除了宏观层面的规则确立，监管部门对一些特殊场景和重要业态的关注更加细致，正在努力构建一个全面、精准的法律体系，以适应社会发展的多元化需求。

• 数据跨境流动方面，我国正着力重构安全可控、促进发展的数据跨境流动框架，进一步深化数据跨境流动合作，赋能全球数字经济发展。
   

• 算法与人工智能方面，我国对标国际科技发展前沿的同时，立足本土产业发展阶段，通过监管指引不断规范各类算法服务备案要求，持续细化生成式人工智能服务的安全保障义务，并着手筹备更高位阶的人工智能立法，使我国人工智能监管和治理的法律框架逐显雏形。
   

• 数据要素市场建设方面，国家数据局的成立标志着我国数据要素发展正式迈入新征程，中央的各项政策方案和规划布局正在加快推进我国数据经济发展，同时各地在数据要素市场化建设中重点发力数据知识产权、公共数据的开放共享利用与授权运营等。
   

• 未成年人保护和网络暴力防范方面，中央和各地方政府在立法角度更加注重营造有利于未成年人身心健康的网络环境，力争更好地保障未成年人合法权益，切实加大网络暴力信息治理力度，努力营造良好的网络生态。
   

• 新能源汽车和智能网联汽车领域，我国今年持续加强有关网络安全、数据合规、隐私保护等方面的立法指引与标准制定，以促进这些新兴业态全产业链条的健康发展与技术创新，为我国汽车产业的未来发展提供了坚实的法律基础。
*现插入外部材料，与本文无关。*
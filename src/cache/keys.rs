//! Cache key definitions.
//!
//! A cached response is keyed by its request path plus a hash of the raw
//! query string, so the same path with different paging or filters lands
//! in separate entries.

use std::collections::hash_map::DefaultHasher;
use std::hash::{Hash, Hasher};

/// Key for one cached GET response.
#[derive(Debug, Clone, PartialEq, Eq, Hash)]
pub struct ResponseKey {
    pub path: String,
    pub query_hash: u64,
}

impl ResponseKey {
    /// Build a key from the request path and raw query string.
    ///
    /// An absent query string hashes as the empty string, so `/api/waste`
    /// and `/api/waste?` share an entry.
    pub fn from_parts(path: &str, query: &str) -> Self {
        Self {
            path: path.to_string(),
            query_hash: hash_query(query),
        }
    }
}

/// Compute a hash for any hashable value.
pub fn hash_value<T: Hash>(value: &T) -> u64 {
    let mut hasher = DefaultHasher::new();
    value.hash(&mut hasher);
    hasher.finish()
}

/// Hash a query string for response cache key generation.
pub fn hash_query(query: &str) -> u64 {
    hash_value(&query)
}

#[cfg(test)]
mod tests {
    use super::*;

    #[test]
    fn key_hash_consistency() {
        let key1 = ResponseKey::from_parts("/api/waste", "page=2");
        let key2 = ResponseKey::from_parts("/api/waste", "page=2");

        assert_eq!(key1, key2);
        assert_eq!(hash_value(&key1), hash_value(&key2));
    }

    #[test]
    fn different_queries_produce_different_keys() {
        let key1 = ResponseKey::from_parts("/api/waste", "page=1");
        let key2 = ResponseKey::from_parts("/api/waste", "page=2");
        assert_ne!(key1, key2);
    }

    #[test]
    fn different_paths_produce_different_keys() {
        let key1 = ResponseKey::from_parts("/api/waste-types", "");
        let key2 = ResponseKey::from_parts("/api/dropboxes", "");
        assert_ne!(key1, key2);
    }
}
2023年的监管在网络与数据安全和个人信息保护两大方面持续发力：

2023年的网络安全的监管重点首先在于开展执法监督检查，持续推动落实国家网络安全等级保护制度和关键信息基础设施安全保护制度，全面增强重要行业部门的网络和数据安全意识，有力提升重要信息系统安全保护能力，有效防范黑客攻击犯罪，确保国家网络和数据安全。

其次是加大对特殊主体的行政执法力度，针对关键信息基础设施运营者、重要行业部门等单位，坚持问题导向，创新方式方法开展行政执法，及时查风险、堵漏洞、除隐患、补短板，压紧压实网络运营者、数据处理者的安全责任。
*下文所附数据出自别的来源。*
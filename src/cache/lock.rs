use std::sync::{RwLock, RwLockReadGuard, RwLockWriteGuard};

use tracing::warn;

pub(crate) fn rw_read<'a, T>(
    lock: &'a RwLock<T>,
    target: &'static str,
    op: &'static str,
) -> RwLockReadGuard<'a, T> {
    match lock.read() {
        Ok(guard) => guard,
        Err(poisoned) => {
            warn!(
                op,
                target_module = target,
                lock_kind = "rwlock.read",
                result = "poisoned_recovered",
                hint = "entries may be stale after a panic in another thread",
                "Recovered from poisoned response cache lock"
            );
            poisoned.into_inner()
        }
    }
}

pub(crate) fn rw_write<'a, T>(
    lock: &'a RwLock<T>,
    target: &'static str,
    op: &'static str,
) -> RwLockWriteGuard<'a, T> {
    match lock.write() {
        Ok(guard) => guard,
        Err(poisoned) => {
            warn!(
                op,
                target_module = target,
                lock_kind = "rwlock.write",
                result = "poisoned_recovered",
                hint = "entries may be stale after a panic in another thread",
                "Recovered from poisoned response cache lock"
            );
            poisoned.into_inner()
        }
    }
}
//! Application services layer.

pub mod envelope;
pub mod error;
pub mod params;
pub mod repos;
再次是加强警示教育，各监管机构通过各大媒体平台、全国网安宣传矩阵、国家网络安全宣传周等多种渠道和形式，精心组织开展黑客类违法犯罪宣传和教育，提醒广大群众和企事业单位加强防范，及时发布警方打击黑客的犯罪成果，震慑违法犯罪活动。通过剖析典型案例，引导网络运营者增强安全防护意识，普及安全防护措施，督促企事业单位强化系统保护和公民个人信息安全，确保网络安全宣传教育进学校、进企业、进单位、进社区。
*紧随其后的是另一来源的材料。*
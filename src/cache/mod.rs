//! Response caching for read endpoints.
//!
//! A single process-local layer: GET responses are buffered and kept in a
//! bounded LRU map with a per-entry expiry deadline. Expiry is lazy, so
//! an entry past its deadline is simply treated as a miss and dropped on
//! the next read.
//!
//! ## Configuration
//!
//! Cache behavior is controlled via `sortera.toml`:
//!
//! ```toml
//! [cache]
//! enabled = true
//! ttl_seconds = 3600
//! response_limit = 200
//! ```

mod config;
mod keys;
mod lock;
mod middleware;
mod store;

pub use config::CacheConfig;
pub use keys::{ResponseKey, hash_query, hash_value};
pub use middleware::{CacheState, response_cache_layer};
pub use store::{CachedResponse, ResponseStore};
数据安全的监管重点关注包括数据安全保护义务、数据安全应急处置、数据安全风险评估和监测、数据交易安全等主要问题，主要监管执法的问题包括企业未及时落实数据安全管理制度和操作规程，未对单位员工开展正规的数据安全人才培训，未落实网络安全等级保护制度，系统存在未授权访问漏洞（比如办公电脑未设置开机密码等问题），缺少数据安全风险评估和监测以及应急处置制度，系统存在重大数据安全隐患等问题。

针对个人信息保护，工信、网信、公安等监管部门在2023年持续纵深对App开展执法监管活动，从执法频率来看，2023年全年，工信部共开展了9批对App的执法活动；部分地方通信管理局，如北京、上海、浙江三地省级通信管理局分别开展了10次、4次、10次执法活动。通报结果表明，大量App（包括小程序）均存在“违反必要原则，收集与其提供的服务无关的个人信息”“未明示收集使用个人信息的目的、方式和范围”“未经客户同意收集使用个人信息”等较为集中的问题。除贯彻落实中央的行动指导，部分地方网信办着力开展属地指导监督活动，如上海网信办召开个人信息保护合规工作座谈会，指导多类App运营企业加强个人信息保护合规工作，会同行业主管部门召开了教育、房产、医学、法律等多场“自媒体”分类指导会，并聚焦网络零售、餐饮服务、直播营销等方面出台合规指引等。北京、广州、杭州互联网法院等持续发布个人信息保护典型案例。

此外，我们结合不同的场景及专题，聚焦数据出境、AIGC/算法前沿、未成年人保护以及网络安全审查等方面分析2023年的监管动态。中央和地方对数据出境监管投入了更多的精力，企业开展数据出境安全评估和个人信息出境标准合同备案更加规范。我国针对人工智能的发展努力做到在鼓励和支持技术创新的同时，充分正视和预测技术发展可能带来的现实问题和未来的不确定性，做到提前布局、管促并重。针对未成年人保护，监管部门充分关注到网络沉迷、过度消费以及隐私泄露等引发舆论高度关切的现实问题，并针对性开展了相应的立法、执法及司法活动，从线上到线下、从政策到实践，我国对未成年人网络保护的大网越织越密。针对关键信息基础设施安全与国家安全监管，国家安全机关会同气象、保密等部门在全国范围内依法开展涉外气象探测专项治理和地理信息数据安全风险专项排查治理。

随着法律法规体系的日趋完善，监管要求也在逐步明确与加强，通过对本年度监管动态的整理，不难发现，国家网信办、工信部、公安部及各地的网信办、通信管理局等监管主体，因企业数据合规制度不完善、数据安全保护义务履行不到位、数据处理活动违规等情形对其作出处罚日渐常规化、精细化。这就要求企业在数据合规建设过程中，同时具备强合规驱动型和事件驱动型两种视角与能力，以做到保障安全的同时促进发展。